The Fed Spoke – But Was Anyone Listening?

 | Feb 05, 2023 08:50

The much-anticipated FOMC statement on Wednesday’s small 25 bps hike was greeted with open arms by the bulls, who already had pushed the FANG Gang up last month by an astonishing 40%+. Of course, Big Tech had been clobbered most of last year by rising interest rates and as I noted to Pro Shares members, was a short-term Buy from the December lows.

They have made substantial gains since. This is my advice to Pro Shares members on Meta in December:

UPDATE MON 12 DEC

A truly mega-contrarian play here. Not only is social media getting very bad press (again) but the whole metaverse thing seems to be stuck and going nowhere. So how can an analyst delving into the fundamentals justify a buy here? That is why I am not seeing buy advice in the MSM – a bullish sign.

But a tech analyst? That is a different story – see my charts below. The stand-out feature is the five downs on huge mom divs. So somebody is lapping these shares up. And that is probably the smart money.

On the wkly I have a five down with the fifth wave likely terminating at $88 on 4 November on a huge mom div.. And on the daily, I have a superb trendline with a likely complete small five down on another strong mom div. If genuine, as I suspect, my main target is the $200 region

ACTION You can go long (latest $116) with WL at $100

It made a high of $197 last week – bang on my target

But in the second reading, they noted the intention of the Fed needing to keep raising rates just to make sure inflation keeps falling. And thus on the day after the FOMC, we saw a total about-turn with shares falling off their perch, especially Big Tech. And latest earnings results and forward guidance of the giants Apple (NASDAQ:AAPL), Amazon (NASDAQ:AMZN), and Alphabet/Google helped temper the manic bullish projections of the FOMO crowd.

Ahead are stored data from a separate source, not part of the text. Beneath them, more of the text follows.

fn tokenize(input: &str) -> Result<Vec<(Token, usize)>, FormulaError> {
    let bytes: Vec<(usize, char)> = input.char_indices().collect();
    let mut tokens = Vec::new();
    let mut i = 0;

    while i < bytes.len() {
        let (pos, c) = bytes[i];
        match c {
            c if c.is_whitespace() => i += 1,
            '0'..='9' | '.' => {
                while i < bytes.len() && (bytes[i].1.is_ascii_digit() || bytes[i].1 == '.') {
                    i += 1;
                }
                // Exponent part: 1e3, 2.5E-4
                if i < bytes.len() && matches!(bytes[i].1, 'e' | 'E') {
                    let mut j = i + 1;
                    if j < bytes.len() && matches!(bytes[j].1, '+' | '-') {
                        j += 1;
                    }
                    if j < bytes.len() && bytes[j].1.is_ascii_digit() {
                        i = j;
                        while i < bytes.len() && bytes[i].1.is_ascii_digit() {
                            i += 1;
                        }
                    }
                }
                let end = bytes.get(i).map(|&(p, _)| p).unwrap_or(input.len());
                let text = &input[pos..end];
                let value = text.parse::<f64>().map_err(|_| FormulaError::InvalidNumber {
                    text: text.to_string(),
                    position: pos,
                })?;
                tokens.push((Token::Number(value), pos));
            }
            c if c.is_alphabetic() || c == '_' => {
                let mut end = i;
                while end < bytes.len() && (bytes[end].1.is_alphanumeric() || bytes[end].1 == '_')
                {
                    end += 1;
                }
                let stop = bytes.get(end).map(|&(p, _)| p).unwrap_or(input.len());
                tokens.push((Token::Ident(input[pos..stop].to_string()), pos));
                i = end;
            }
            '*' if bytes.get(i + 1).map(|&(_, c)| c) == Some('*') => {
                tokens.push((Token::Op('^'), pos));
                i += 2;
            }
            '+' | '-' | '*' | '/' | '^' => {
                tokens.push((Token::Op(c), pos));
                i += 1;
            }
            '(' => {
                tokens.push((Token::LParen, pos));
                i += 1;
            }
            ')' => {
                tokens.push((Token::RParen, pos));
                i += 1;
            }
            ',' => {
                tokens.push((Token::Comma, pos));
                i += 1;
            }
            other => {
                return Err(FormulaError::UnexpectedToken {
                    found: other.to_string(),
                    position: pos,
                });
            }
        }
    }
    Ok(tokens)
}

struct Parser {
    tokens: Vec<(Token, usize)>,
    pos: usize,
    depth: usize,
}

impl Parser {
    fn peek(&self) -> Option<&Token> {
        self.tokens.get(self.pos).map(|(t, _)| t)
    }

    fn next(&mut self) -> Option<(Token, usize)> {
        let token = self.tokens.get(self.pos).cloned();
        if token.is_some() {
            self.pos += 1;
        }
        token
    }

    fn unexpected(token: Token, position: usize) -> FormulaError {
        FormulaError::UnexpectedToken {
            found: token.to_string(),
            position,
        }
    }

    fn expect(&mut self, expected: Token) -> Result<(), FormulaError> {
        match self.next() {
            Some((token, _)) if token == expected => Ok(()),
            Some((token, position)) => Err(Self::unexpected(token, position)),
            None => Err(FormulaError::UnexpectedEnd),
        }
    }

    fn expression(&mut self) -> Result<Expr, FormulaError> {
        let mut lhs = self.term()?;
        while let Some(Token::Op(c @ ('+' | '-'))) = self.peek() {
            let op = if *c == '+' {
                BinaryOp::Add
            } else {
                BinaryOp::Subtract
            };
            self.pos += 1;
            let rhs = self.term()?;
            lhs = Expr::Binary {
                op,
                lhs: Box::new(lhs),
                rhs: Box::new(rhs),
            };
        }
        Ok(lhs)
    }

    fn term(&mut self) -> Result<Expr, FormulaError> {
        let mut lhs = self.unary()?;
        while let Some(Token::Op(c @ ('*' | '/'))) = self.peek() {
            let op = if *c == '*' {
                BinaryOp::Multiply
            } else {
                BinaryOp::Divide
            };
            self.pos += 1;
            let rhs = self.unary()?;
            lhs = Expr::Binary {
                op,
                lhs: Box::new(lhs),
                rhs: Box::new(rhs),
            };
        }
        Ok(lhs)
    }

    // Every nested construct recurses through here, so the depth limit lives here.
    fn unary(&mut self) -> Result<Expr, FormulaError> {
        if self.depth == MAX_DEPTH {
            let position = self
                .tokens
                .get(self.pos)
                .or(self.tokens.last())
                .map(|&(_, p)| p)
                .unwrap_or(0);
            return Err(FormulaError::TooDeep { position });
        }
        self.depth += 1;
        let result = self.signed();
        self.depth -= 1;
        result
    }

    fn signed(&mut self) -> Result<Expr, FormulaError> {
        let op = match self.peek() {
            Some(Token::Op('+')) => UnaryOp::Plus,
            Some(Token::Op('-')) => UnaryOp::Minus,
            _ => return self.power(),
        };
        self.pos += 1;
        let operand = self.unary()?;
        Ok(Expr::Unary {
            op,
            operand: Box::new(operand),
        })
    }

    // Right-associative; the exponent may carry its own sign.
    fn power(&mut self) -> Result<Expr, FormulaError> {
        let base = self.primary()?;
        if let Some(Token::Op('^')) = self.peek() {
            self.pos += 1;
            let exponent = self.unary()?;
            return Ok(Expr::Binary {
                op: BinaryOp::Power,
                lhs: Box::new(base),
                rhs: Box::new(exponent),
            });
        }
        Ok(base)
    }

    fn primary(&mut self) -> Result<Expr, FormulaError> {
        match self.next() {
            Some((Token::Number(n), _)) => Ok(Expr::Number(n)),
            Some((Token::Ident(name), position)) => {
                if self.peek() != Some(&Token::LParen) {
                    return Ok(Expr::Variable(name));
                }
                let function = FunctionName::from_name(&name)
                    .ok_or(FormulaError::UnknownFunction { name, position })?;
                self.pos += 1;
                let args = self.arguments()?;
                function.check_arity(args.len())?;
                Ok(Expr::Call { function, args })
            }
            Some((Token::LParen, _)) => {
                let inner = self.expression()?;
                self.expect(Token::RParen)?;
                Ok(inner)
            }
            Some((token, position)) => Err(Self::unexpected(token, position)),
            None => Err(FormulaError::UnexpectedEnd),
        }
    }

    fn arguments(&mut self) -> Result<Vec<Expr>, FormulaError> {
        let mut args = Vec::new();
        if self.peek() == Some(&Token::RParen) {
            self.pos += 1;
            return Ok(args);
        }
        loop {
            args.push(self.expression()?);
            match self.next() {
                Some((Token::Comma, _)) => continue,
                Some((Token::RParen, _)) => return Ok(args),
                Some((token, position)) => return Err(Self::unexpected(token, position)),
                None => return Err(FormulaError::UnexpectedEnd),
            }
        }
    }
}

/// Parse formula text whose names are plain identifiers
///
/// # Arguments
/// * `input` - Formula such as `MAX(load, 10) * 1.5`
///
/// # Returns
/// * `Ok(Expr)` - The expression tree
/// * `Err(FormulaError)` - The first syntax error, with its byte position where known
///
/// # Examples
/// ```
/// use valuecalc::formula::parse_formula;
///
/// let expr = parse_formula("MAX(load, 10) * 1.5").unwrap();
/// assert_eq!(expr.variables(), vec!["load".to_string()]);
/// let value = expr.evaluate(&|_: &str| Some(20.0)).unwrap();
/// assert_eq!(value, 30.0);
/// ```
pub fn parse_formula(input: &str) -> Result<Expr, FormulaError> {
    let mut parser = Parser {
        tokens: tokenize(input)?,
        pos: 0,
        depth: 0,
    };
    if parser.peek().is_none() {
        return Err(FormulaError::UnexpectedEnd);
    }
    let expr = parser.expression()?;
    match parser.next() {
        None => Ok(expr),
        Some((token, position)) => Err(Parser::unexpected(token, position)),
    }
}

#[derive(Serialize, Deserialize, Clone, Copy, Debug, PartialEq, Eq)]
#[serde(rename_all = "lowercase")]
pub enum DisplayKind {
    Operator,
    Number,
    Name,
}

#[derive(Serialize, Deserialize, Clone, Debug, PartialEq, Eq)]
pub struct DisplayToken {
    pub kind: DisplayKind,
    pub text: String,
}

/// Splits formula text for display: operators and parentheses stand alone,
/// everything between them is one trimmed token, so names may contain spaces.
pub fn display_tokens(formula: &str) -> Vec<DisplayToken> {
    let mut tokens = Vec::new();
    let mut current = String::new();

    let flush = |current: &mut String, tokens: &mut Vec<DisplayToken>| {
        let text = current.trim();
        if !text.is_empty() {
            let kind = if text.chars().all(|c| c.is_ascii_digit() || c == '.') {
                DisplayKind::Number
            } else {
                DisplayKind::Name
            };
            tokens.push(DisplayToken {
                kind,
                text: text.to_string(),
            });
        }
        current.clear();
    };

    for c in formula.chars() {
        if matches!(c, '+' | '-' | '*' | '/' | '^' | '(' | ')' | ',') {
            flush(&mut current, &mut tokens);
            tokens.push(DisplayToken {
                kind: DisplayKind::Operator,
                text: c.to_string(),
            });
        } else {
            current.push(c);
        }
    }
    flush(&mut current, &mut tokens);
    tokens
}
use crate::parameter::{
    CalculationItem, FORMULA_LEVEL, GroupedParameters, Parameter, ParameterKind,
};
use crate::references::{ReferenceScanner, find_parameter_index};
use log::{debug, warn};
use serde::Serialize;
use std::collections::{BTreeMap, BTreeSet};
use thiserror::Error;

/// Pass cap used when none is configured.
pub const DEFAULT_MAX_PASSES: usize = 100;

#[derive(Error, Debug, Clone, PartialEq, Eq)]
pub enum LevelError {
    #[error("duplicate parameter name: {0}")]
    DuplicateName(String),

    #[error("circular reference: {}", .path.join(" -> "))]
    Cycle { path: Vec<String> },

    #[error("parameter levels did not settle within {passes} passes")]
    NonConvergence { passes: usize },
}

/// Outcome of leveling a parameter set.
#[derive(Clone, Debug, Serialize, PartialEq)]
pub struct LevelReport {
    /// Parameters in ascending level order; ties keep their input order.
    pub parameters: Vec<Parameter>,
    /// Number of passes run, including the final pass that changed nothing.
    pub passes: usize,
    /// Formula name to the names of the parameters it references.
    pub dependencies: BTreeMap<String, Vec<String>>,
}

impl LevelReport {
    pub fn level_of(&self, name: &str) -> Option<u32> {
        self.parameters
            .iter()
            .find(|p| p.name == name)
            .map(|p| p.level)
    }

    pub fn max_level(&self) -> u32 {
        self.parameters.iter().map(|p| p.level).max().unwrap_or(0)
    }

    /// Parameters grouped by level, lowest level first.
    pub fn by_level(&self) -> BTreeMap<u32, Vec<&Parameter>> {
        let mut levels: BTreeMap<u32, Vec<&Parameter>> = BTreeMap::new();
        for param in &self.parameters {
            levels.entry(param.level).or_default().push(param);
        }
        levels
    }
}

/// Assigns dependency levels to parameters.
///
/// A formula parameter's level is one more than the highest level among the
/// parameters its formula mentions, or 2 when it mentions none. Inputs and
/// company parameters sit at level 1.
#[derive(Clone, Debug)]
pub struct LevelManager {
    max_passes: usize,
}

impl Default for LevelManager {
    fn default() -> Self {
        LevelManager {
            max_passes: DEFAULT_MAX_PASSES,
        }
    }
}

impl LevelManager {
    pub fn new() -> Self {
        Self::default()
    }

    pub fn with_max_passes(max_passes: usize) -> Self {
        LevelManager {
            max_passes: max_passes.max(1),
        }
    }

    pub fn max_passes(&self) -> usize {
        self.max_passes
    }

    /// Builds the parameter set from grouped rows and explicit calculations, then levels it.
    pub fn level_groups(
        &self,
        grouped: &GroupedParameters,
        calculations: &[CalculationItem],
    ) -> Result<LevelReport, LevelError> {
        let params = build_parameter_set(grouped, calculations)?;
        self.level(params)
    }

    /// Assign levels to a flat parameter list
    ///
    /// Names must be unique ignoring case. References are resolved first and
    /// checked for cycles, then formula levels are raised pass by pass until a
    /// pass changes nothing.
    ///
    /// # Arguments
    /// * `params` - Parameters in definition order; their current levels are ignored
    ///
    /// # Returns
    /// * `Ok(LevelReport)` - Parameters sorted by level, pass count and dependency edges
    /// * `Err(LevelError)` - Duplicate name, circular reference, or levels still
    ///   changing after `max_passes` passes
    ///
    /// # Examples
    /// ```
    /// use valuecalc::leveling::LevelManager;
    /// use valuecalc::parameter::Parameter;
    ///
    /// let report = LevelManager::new()
    ///     .level(vec![
    ///         Parameter::formula("Annual Energy", "Facility Load * 8760"),
    ///         Parameter::formula("Facility Load", "IT Load * 1.4"),
    ///         Parameter::input("IT Load", 800.0),
    ///     ])
    ///     .unwrap();
    /// assert_eq!(report.level_of("IT Load"), Some(1));
    /// assert_eq!(report.level_of("Facility Load"), Some(2));
    /// assert_eq!(report.level_of("Annual Energy"), Some(3));
    /// ```
    pub fn level(&self, mut params: Vec<Parameter>) -> Result<LevelReport, LevelError> {
        let mut seen = BTreeSet::new();
        for param in &params {
            if !seen.insert(param.name.to_lowercase()) {
                return Err(LevelError::DuplicateName(param.name.clone()));
            }
        }

        for param in params.iter_mut() {
            param.level = param.kind.initial_level();
        }

        let deps = resolve_dependencies(&params);
        if let Some(path) = find_cycle(&deps) {
            let path: Vec<String> = path.into_iter().map(|i| params[i].name.clone()).collect();
            warn!("circular reference between parameters: {}", path.join(" -> "));
            return Err(LevelError::Cycle { path });
        }

        let formulas: Vec<usize> = (0..params.len())
            .filter(|&i| params[i].is_formula() && params[i].formula.is_some())
            .collect();

        let mut passes = 0;
        loop {
            if passes == self.max_passes {
                warn!(
                    "parameter levels still changing after {} passes",
                    self.max_passes
                );
                return Err(LevelError::NonConvergence { passes });
            }
            passes += 1;

            let mut changed = false;
            for &i in &formulas {
                let highest = deps[i].iter().map(|&j| params[j].level).max().unwrap_or(0);
                let level = if highest > 0 {
                    highest + 1
                } else {
                    FORMULA_LEVEL
                };
                if params[i].level != level {
                    params[i].level = level;
                    changed = true;
                }
            }

            if !changed {
                break;
            }
        }
        debug!("leveled {} parameters in {} passes", params.len(), passes);

        let dependencies = formulas
            .iter()
            .map(|&i| {
                let names = deps[i].iter().map(|&j| params[j].name.clone()).collect();
                (params[i].name.clone(), names)
            })
            .collect();

        params.sort_by_key(|p| p.level);

        Ok(LevelReport {
            parameters: params,
            passes,
            dependencies,
        })
    }
}

/// Flattens grouped rows and explicit calculations into one parameter list.
///
/// Calculations with an empty name or formula are skipped. An explicit
/// calculation sharing its name with a formula row replaces that row's
/// formula; any other repeated name is an error.
///
/// # Arguments
/// * `grouped` - Admin rows by category, in file order
/// * `calculations` - The solution's explicit calculation list
///
/// # Returns
/// * `Result<Vec<Parameter>, LevelError>` - Classified parameters at their initial levels
pub fn build_parameter_set(
    grouped: &GroupedParameters,
    calculations: &[CalculationItem],
) -> Result<Vec<Parameter>, LevelError> {
    let mut params: Vec<Parameter> = Vec::with_capacity(grouped.len() + calculations.len());

    for (category, items) in grouped.iter() {
        for item in items {
            let param = item.to_parameter(category);
            if contains_name(&params, &param.name) {
                return Err(LevelError::DuplicateName(param.name));
            }
            params.push(param);
        }
    }

    for calc in calculations.iter().filter(|c| c.is_complete()) {
        let param = calc.to_parameter();
        match params
            .iter_mut()
            .find(|p| p.name.to_lowercase() == param.name.to_lowercase())
        {
            Some(existing) if existing.kind == ParameterKind::Formula => {
                existing.formula = param.formula;
                if param.unit.is_some() {
                    existing.unit = param.unit;
                }
            }
            Some(_) => return Err(LevelError::DuplicateName(param.name)),
            None => params.push(param),
        }
    }

    Ok(params)
}

/// Levels a parameter list with the default pass cap.
pub fn assign_levels(params: Vec<Parameter>) -> Result<Vec<Parameter>, LevelError> {
    LevelManager::new().level(params).map(|report| report.parameters)
}

fn contains_name(params: &[Parameter], name: &str) -> bool {
    let lowered = name.to_lowercase();
    params.iter().any(|p| p.name.to_lowercase() == lowered)
}

// For each parameter, the indices of the parameters its formula references.
fn resolve_dependencies(params: &[Parameter]) -> Vec<Vec<usize>> {
    let scanner = ReferenceScanner::for_parameters(params);
    params
        .iter()
        .map(|param| match (&param.kind, &param.formula) {
            (ParameterKind::Formula, Some(formula)) => {
                let mut refs: Vec<usize> = Vec::new();
                for reference in scanner.occurrences(formula) {
                    if reference.is_call(formula) {
                        continue;
                    }
                    if let Some(j) = find_parameter_index(reference.name, params) {
                        if !refs.contains(&j) {
                            refs.push(j);
                        }
                    }
                }
                refs
            }
            _ => Vec::new(),
        })
        .collect()
}

#[derive(Clone, Copy, PartialEq)]
enum Mark {
    Unvisited,
    OnPath,
    Done,
}

/// Depth-first search over the reference graph. Returns the first cycle found
/// as a path that starts and ends at the same parameter.
fn find_cycle(deps: &[Vec<usize>]) -> Option<Vec<usize>> {
    let mut marks = vec![Mark::Unvisited; deps.len()];

    for root in 0..deps.len() {
        if marks[root] != Mark::Unvisited {
            continue;
        }
        // (node, index of the next dependency to look at)
        let mut work_stack: Vec<(usize, usize)> = vec![(root, 0)];
        marks[root] = Mark::OnPath;

        while let Some(top) = work_stack.len().checked_sub(1) {
            let (node, next) = work_stack[top];
            if let Some(&dep) = deps[node].get(next) {
                work_stack[top].1 += 1;
                match marks[dep] {
                    Mark::Unvisited => {
                        marks[dep] = Mark::OnPath;
                        work_stack.push((dep, 0));
                    }
                    Mark::OnPath => {
                        let start = work_stack
                            .iter()
                            .position(|&(n, _)| n == dep)
                            .unwrap_or(0);
                        let mut path: Vec<usize> =
                            work_stack[start..].iter().map(|&(n, _)| n).collect();
                        path.push(dep);
                        return Some(path);
                    }
                    Mark::Done => {}
                }
            } else {
                marks[node] = Mark::Done;
                work_stack.pop();
            }
        }
    }
    None
}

So does fighting the Fed still make sense as the bulls have been doing? We shall soon find out – and we got an inkling on Friday when the jobs data were blowout – and started my long-awaited dollar rally phase (see later).

Now with inflation in decline and many seeing a top to interest rates this year and then a decline, the bulls have an obvious reason to keep buying. But as Big Tech is now showing, meeting earnings expectations is becoming a challenge.

And recall the old market saw: “When everyone thinks something is obvious, it is obviously wrong”

Markets operate under their own rules – and they are not the same as for economic markets such as bread and shoes. For example in finance, rising prices attract more buyers ever more eager to own a position. The steeper the price rise, the more determined the buyers. In bread and shoes, rising prices deter buyers who seek cheaper alternatives and the buyers (aka consumers) lose interest

Get The App
Join the millions of people who stay on top of global financial markets with Investing.com.
Download Now

Most in the MSM do not understand this and persist in explaining rising prices in terms of more buyers than sellers. This is patently wrong as for every trade there is one buyer and one seller – equal numbers!

The reason prices rise is that the buyers are more urgent than the sellers (who like higher prices when selling anyway). When futures markets traded in pits in open outcry, you could tell which were the more urgent – in a bull run, the buyers made by far the loudest din (and vice versa)! Many floor traders used the din level as trade signals.

I believe Friday was the pivotal day I had been waiting for. It kicks off the dollar rally and very likely tops off the bear market rally in shares just when bullish expectations have become extreme. I see that MSCI emerging markets are seeing record investment inflows – a sure sign of hope over experience.

In addition, Bitcoin – that most speculative of investments – has enjoyed a surge in three weeks from $17,000 to last week’s $24,000 a gain of an impressive 40%.

And Tesla – my other litmus test for speculative mania – has doubled in the last four weeks! This at a time when the future of EVs was being thrown into doubt with sky-high electricity prices when filling up an EV costs more than that for fossil, not to mention the 20% – 30% premium for buying one.

Yes, folks, the old speculative juices have been in full flow with a frenzy of buying – and it was FOMO as the main driver.

But as stock markets resume their bear trends, they have full tanks of recent bulls who will be forcing prices lower with force as they see prices decline. That is how bear markets work – they fool almost everyone bulls and bears alike.

During the slump last year, many bulls had thrown in the towel at the October lows and pros were net bearish with major short positions. But this was precisely the condition where only a small buying pressure pushed prices up on a combination of new buying and short covering.

As prices rose into the new year, investors started to convince themselves that the Fed really did have their backs with talk of easing up on the rate hikes. And it was safe to go back into the water (we did – see Meta above).

Today, they are totally convinced inflation is last year’s problem and rates will ease back leading the way to a new era of bullish markets leading to new ATHs (yes, I have seen references to that forecast).

But now with the ‘everything rally’ concluding, the scene is set up nicely for yet another disappointment for the FOMO hopeful.

Gold (and Silver) have topped

One of the major participants of this rally has been Gold (and to a lesser extent Silver). This is another market where fundamentals such as supply/demand play a limited role except for interest rates (although that influence is far from strong). It moves on changes in sentiment (as do all others of course).

The big story on Gold in recent weeks is the heavy buying by central banks. This is one of the few data points in Gold that is recorded and is accurate (hopefully!). And central banks tell a valid story about market sentiment.